Aim of the task »
Every record should be written out exactly, please.

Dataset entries
+ + + +

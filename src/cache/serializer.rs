//! Value Serializer Module
//!
//! Encodes cache values for backends that store opaque blobs.
//!
//! # Formats
//! - `json` - serde_json text (default)
//! - `binary` - bincode over a tagged value representation
//! - `msgpack` - MessagePack, the compact binary form

use std::fmt;
use std::str::FromStr;

use serde::{Deserialize, Serialize};
use serde_json::{Map, Number, Value};

use crate::error::{CacheError, Result};

// == Serializer ==
/// Value encoding selected when a driver is constructed.
#[derive(Debug, Clone, Copy, PartialEq, Eq, Default)]
pub enum Serializer {
    #[default]
    Json,
    Binary,
    MsgPack,
}

impl Serializer {
    /// Resolves a serializer from its configuration name.
    ///
    /// Accepts `json`, `binary` (aliases `bincode`, `gob`) and `msgpack`
    /// (alias `compact`). Matching is case-insensitive; an empty name selects JSON.
    pub fn from_name(name: &str) -> Result<Self> {
        match name.trim().to_ascii_lowercase().as_str() {
            "" | "json" => Ok(Serializer::Json),
            "binary" | "bincode" | "gob" => Ok(Serializer::Binary),
            "msgpack" | "compact" => Ok(Serializer::MsgPack),
            other => Err(CacheError::Config(format!(
                "unknown serializer {:?}, expected one of json, binary, msgpack",
                other
            ))),
        }
    }

    /// Canonical name of the format.
    pub fn name(&self) -> &'static str {
        match self {
            Serializer::Json => "json",
            Serializer::Binary => "binary",
            Serializer::MsgPack => "msgpack",
        }
    }

    // == Encode ==
    pub fn encode(&self, value: &Value) -> Result<Vec<u8>> {
        match self {
            Serializer::Json => serde_json::to_vec(value).map_err(encode_error),
            Serializer::Binary => bincode::serialize(&Tagged::from(value)).map_err(encode_error),
            Serializer::MsgPack => rmp_serde::to_vec_named(value).map_err(encode_error),
        }
    }

    // == Decode ==
    pub fn decode(&self, bytes: &[u8]) -> Result<Value> {
        match self {
            Serializer::Json => serde_json::from_slice(bytes).map_err(decode_error),
            Serializer::Binary => bincode::deserialize::<Tagged>(bytes)
                .map(Value::from)
                .map_err(decode_error),
            Serializer::MsgPack => rmp_serde::from_slice(bytes).map_err(decode_error),
        }
    }
}

impl FromStr for Serializer {
    type Err = CacheError;

    fn from_str(s: &str) -> Result<Self> {
        Self::from_name(s)
    }
}

impl fmt::Display for Serializer {
    fn fmt(&self, f: &mut fmt::Formatter<'_>) -> fmt::Result {
        f.write_str(self.name())
    }
}

fn encode_error(e: impl fmt::Display) -> CacheError {
    CacheError::Serialization(format!("encode failed: {}", e))
}

fn decode_error(e: impl fmt::Display) -> CacheError {
    CacheError::Serialization(format!("decode failed: {}", e))
}

// == Tagged Value ==
/// Self-describing mirror of `serde_json::Value`.
///
/// bincode cannot drive `deserialize_any`, so values go through this enum.
#[derive(Debug, Serialize, Deserialize)]
enum Tagged {
    Null,
    Bool(bool),
    Int(i64),
    UInt(u64),
    Float(f64),
    String(String),
    Array(Vec<Tagged>),
    Object(Vec<(String, Tagged)>),
}

impl From<&Value> for Tagged {
    fn from(value: &Value) -> Self {
        match value {
            Value::Null => Tagged::Null,
            Value::Bool(b) => Tagged::Bool(*b),
            Value::Number(n) => {
                if let Some(i) = n.as_i64() {
                    Tagged::Int(i)
                } else if let Some(u) = n.as_u64() {
                    Tagged::UInt(u)
                } else {
                    Tagged::Float(n.as_f64().unwrap_or(0.0))
                }
            }
            Value::String(s) => Tagged::String(s.clone()),
            Value::Array(items) => Tagged::Array(items.iter().map(Tagged::from).collect()),
            Value::Object(map) => Tagged::Object(
                map.iter()
                    .map(|(k, v)| (k.clone(), Tagged::from(v)))
                    .collect(),
            ),
        }
    }
}

impl From<Tagged> for Value {
    fn from(tagged: Tagged) -> Self {
        match tagged {
            Tagged::Null => Value::Null,
            Tagged::Bool(b) => Value::Bool(b),
            Tagged::Int(i) => Value::from(i),
            Tagged::UInt(u) => Value::from(u),
            Tagged::Float(f) => Number::from_f64(f).map(Value::Number).unwrap_or(Value::Null),
            Tagged::String(s) => Value::String(s),
            Tagged::Array(items) => Value::Array(items.into_iter().map(Value::from).collect()),
            Tagged::Object(pairs) => Value::Object(
                pairs
                    .into_iter()
                    .map(|(k, v)| (k, Value::from(v)))
                    .collect::<Map<String, Value>>(),
            ),
        }
    }
}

+ + + +

Answer box »
filename src/cache/serializer.rs
//! Value Serializer Module
//!
//! Encodes cache values for backends that store opaque blobs.
//!
//! # Formats
//! - `json` - serde_json text (default)
//! - `binary` - bincode over a tagged value representation
//! - `msgpack` - MessagePack, the compact binary form

use std::fmt;
use std::str::FromStr;

use serde::{Deserialize, Serialize};
use serde_json::{Map, Number, Value};

use crate::error::{CacheError, Result};

// == Serializer ==
/// Value encoding selected when a driver is constructed.
#[derive(Debug, Clone, Copy, PartialEq, Eq, Default)]
pub enum Serializer {
    #[default]
    Json,
    Binary,
    MsgPack,
}

impl Serializer {
    /// Resolves a serializer from its configuration name.
    ///
    /// Accepts `json`, `binary` (aliases `bincode`, `gob`) and `msgpack`
    /// (alias `compact`). Matching is case-insensitive; an empty name selects JSON.
    pub fn from_name(name: &str) -> Result<Self> {
        match name.trim().to_ascii_lowercase().as_str() {
            "" | "json" => Ok(Serializer::Json),
            "binary" | "bincode" | "gob" => Ok(Serializer::Binary),
            "msgpack" | "compact" => Ok(Serializer::MsgPack),
            other => Err(CacheError::Config(format!(
                "unknown serializer {:?}, expected one of json, binary, msgpack",
                other
            ))),
        }
    }

    /// Canonical name of the format.
    pub fn name(&self) -> &'static str {
        match self {
            Serializer::Json => "json",
            Serializer::Binary => "binary",
            Serializer::MsgPack => "msgpack",
        }
    }

    // == Encode ==
    pub fn encode(&self, value: &Value) -> Result<Vec<u8>> {
        match self {
            Serializer::Json => serde_json::to_vec(value).map_err(encode_error),
            Serializer::Binary => bincode::serialize(&Tagged::from(value)).map_err(encode_error),
            Serializer::MsgPack => rmp_serde::to_vec_named(value).map_err(encode_error),
        }
    }

    // == Decode ==
    pub fn decode(&self, bytes: &[u8]) -> Result<Value> {
        match self {
            Serializer::Json => serde_json::from_slice(bytes).map_err(decode_error),
            Serializer::Binary => bincode::deserialize::<Tagged>(bytes)
                .map(Value::from)
                .map_err(decode_error),
            Serializer::MsgPack => rmp_serde::from_slice(bytes).map_err(decode_error),
        }
    }
}

impl FromStr for Serializer {
    type Err = CacheError;

    fn from_str(s: &str) -> Result<Self> {
        Self::from_name(s)
    }
}

impl fmt::Display for Serializer {
    fn fmt(&self, f: &mut fmt::Formatter<'_>) -> fmt::Result {
        f.write_str(self.name())
    }
}

fn encode_error(e: impl fmt::Display) -> CacheError {
    CacheError::Serialization(format!("encode failed: {}", e))
}

fn decode_error(e: impl fmt::Display) -> CacheError {
    CacheError::Serialization(format!("decode failed: {}", e))
}

// == Tagged Value ==
/// Self-describing mirror of `serde_json::Value`.
///
/// bincode cannot drive `deserialize_any`, so values go through this enum.
#[derive(Debug, Serialize, Deserialize)]
enum Tagged {
    Null,
    Bool(bool),
    Int(i64),
    UInt(u64),
    Float(f64),
    String(String),
    Array(Vec<Tagged>),
    Object(Vec<(String, Tagged)>),
}

impl From<&Value> for Tagged {
    fn from(value: &Value) -> Self {
        match value {
            Value::Null => Tagged::Null,
            Value::Bool(b) => Tagged::Bool(*b),
            Value::Number(n) => {
                if let Some(i) = n.as_i64() {
                    Tagged::Int(i)
                } else if let Some(u) = n.as_u64() {
                    Tagged::UInt(u)
                } else {
                    Tagged::Float(n.as_f64().unwrap_or(0.0))
                }
            }
            Value::String(s) => Tagged::String(s.clone()),
            Value::Array(items) => Tagged::Array(items.iter().map(Tagged::from).collect()),
            Value::Object(map) => Tagged::Object(
                map.iter()
                    .map(|(k, v)| (k.clone(), Tagged::from(v)))
                    .collect(),
            ),
        }
    }
}

impl From<Tagged> for Value {
    fn from(tagged: Tagged) -> Self {
        match tagged {
            Tagged::Null => Value::Null,
            Tagged::Bool(b) => Value::Bool(b),
            Tagged::Int(i) => Value::from(i),
            Tagged::UInt(u) => Value::from(u),
            Tagged::Float(f) => Number::from_f64(f).map(Value::Number).unwrap_or(Value::Null),
            Tagged::String(s) => Value::String(s),
            Tagged::Array(items) => Value::Array(items.into_iter().map(Value::from).collect()),
            Tagged::Object(pairs) => Value::Object(
                pairs
                    .into_iter()
                    .map(|(k, v)| (k, Value::from(v)))
                    .collect::<Map<String, Value>>(),
            ),
        }
    }
}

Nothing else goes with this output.